Assignment: Treat the line containing "assert_eq!(err.kind(), ErrorKind::Range);" as the first line and the final line of the material below as the last; reproduce that range exactly.
◇ ◇ ◇
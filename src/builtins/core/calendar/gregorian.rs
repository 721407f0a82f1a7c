//! The proleptic Gregorian calendar.

use crate::{
    iso::{self, IsoDate},
    utils, TemporalError, TemporalResult,
};

use super::{CalendarSystem, FieldValues};

/// The Gregorian calendar, the identity projection of [`IsoDate`].
#[derive(Debug, Default, Clone, Copy, PartialEq, Eq)]
pub struct Gregorian;

/// Validates a year shared by every calendar.
pub(super) fn validate_year(year: i32) -> TemporalResult<i32> {
    if !(-iso::YEAR_LIMIT..=iso::YEAR_LIMIT).contains(&i64::from(year)) {
        return Err(TemporalError::field_out_of_range("year", year.into()));
    }
    Ok(year)
}

impl CalendarSystem for Gregorian {
    type Fields = IsoDate;

    const FIELD_NAMES: &'static [&'static str] = &["year", "month", "day"];

    // The year always comes from the reference date.
    const DEFAULT_VALUES: FieldValues = [1970, 1, 1];

    fn validate(values: &FieldValues) -> TemporalResult<IsoDate> {
        let [year, month, day] = *values;
        let year = validate_year(year)?;
        if !utils::is_integer_between(month.into(), 1, 12) {
            return Err(TemporalError::field_out_of_range("month", month.into()));
        }
        let month = month as u8;
        let days_in_month = utils::iso_days_in_month(year, month);
        if !utils::is_integer_between(day.into(), 1, days_in_month.into()) {
            return Err(TemporalError::field_out_of_range("day", day.into()));
        }
        Ok(IsoDate::new_unchecked(year, month, day as u8))
    }

    fn values(fields: &IsoDate) -> FieldValues {
        [fields.year, fields.month.into(), fields.day.into()]
    }

    #[inline]
    fn from_gregorian(date: IsoDate) -> IsoDate {
        date
    }

    #[inline]
    fn to_gregorian(fields: &IsoDate) -> IsoDate {
        *fields
    }
}

#[cfg(test)]
mod tests {
    use super::*;
    use crate::error::ErrorKind;

    #[test]
    fn validates_days_in_month() {
        assert!(Gregorian::validate(&[2016, 2, 29]).is_ok());
        let err = Gregorian::validate(&[2015, 2, 29]).unwrap_err();
        assert_eq!(err.kind(), ErrorKind::Range);
        assert_eq!(err.field(), Some(("day", 29)));
        assert_eq!(
            Gregorian::validate(&[2015, 2, 30]).unwrap_err().field(),
            Some(("day", 30))
        );
        assert_eq!(
            Gregorian::validate(&[2015, 13, 1]).unwrap_err().field(),
            Some(("month", 13))
        );
        assert_eq!(
            Gregorian::validate(&[2015, 0, 1]).unwrap_err().field(),
            Some(("month", 0))
        );
        assert_eq!(
            Gregorian::validate(&[1_000_000, 1, 1]).unwrap_err().field(),
            Some(("year", 1_000_000))
        );
    }
}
◇ ◇ ◇
Completed exercise:
        assert_eq!(err.kind(), ErrorKind::Range);
        assert_eq!(err.field(), Some(("day", 29)));
        assert_eq!(
            Gregorian::validate(&[2015, 2, 30]).unwrap_err().field(),
            Some(("day", 30))
        );
        assert_eq!(
            Gregorian::validate(&[2015, 13, 1]).unwrap_err().field(),
            Some(("month", 13))
        );
        assert_eq!(
            Gregorian::validate(&[2015, 0, 1]).unwrap_err().field(),
            Some(("month", 0))
        );
        assert_eq!(
            Gregorian::validate(&[1_000_000, 1, 1]).unwrap_err().field(),
            Some(("year", 1_000_000))
        );
    }
}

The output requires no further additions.